TITLE

Thomas FitzSimons

PUB. DATE
February 2004
SOURCE
Irish Heroes & Heroines of America;2004, p57
SOURCE TYPE
Biography
DOC. TYPE
Biography
ABSTRACT
The article profiles Thomas FitzSimons, a signer of the U.S. Constitution, government leader and businessman. FitzSimons has left his fingerprints over many areas of this U.S.'s early history, playing a prominent role in the development of its government, business, commerce and conscience. Born in Ireland in 1741, FitzSimons came to America early in his youth and began a career in shipping, thanks in large part to his marriage to Catharine Meade, whose father, Robert, was a vastly successful merchant.
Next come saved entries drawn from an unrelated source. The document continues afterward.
use serde::Serialize;
use thiserror::Error;

/// Reason a raw record cannot become a presentation document.
#[derive(Debug, Clone, PartialEq, Eq, Error)]
pub enum NormalizeError {
    #[error("presentation has no URI-shaped identifier among {values:?}")]
    MissingPresentationIdentifier { values: Vec<String> },
    #[error("presentation belongs to no identified course")]
    MissingCourseIdentifier,
}

impl NormalizeError {
    /// Stable short name, used to group discards in reports.
    pub fn reason(&self) -> &'static str {
        match self {
            NormalizeError::MissingPresentationIdentifier { .. } => {
                "missing_presentation_identifier"
            }
            NormalizeError::MissingCourseIdentifier => "missing_course_identifier",
        }
    }
}

/// A field value that was dropped while the record itself was kept.
#[derive(Debug, Clone, PartialEq, Eq, Serialize, Error)]
#[error("{field}: unparseable date {value:?}")]
pub struct FieldIssue {
    pub field: String,
    pub value: String,
}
FitzSimons was an early and fervent proponent of the colonies' desire to split away from England. He was elected to the Constitutional Convention in 1782 and was a signer of the original Constitution. Just as importantly, FitzSimons was the loudest voice during that convention in convincing his colleagues to pay all moneys due to its soldiers, saying that debt was one of deepest obligation and honor. He was elected to the first Congress and embraced the government philosophies of Alexander Hamilton, who espoused the importance of a strong federal government with broad powers to nationalize. Not one to shirk civic duties, FitzSimons also served for several years as the president of the Philadelphia Chamber of Commerce, and was the largest contributor to the construction of St. Augustine's church in Philadelphia, Pennsylvania.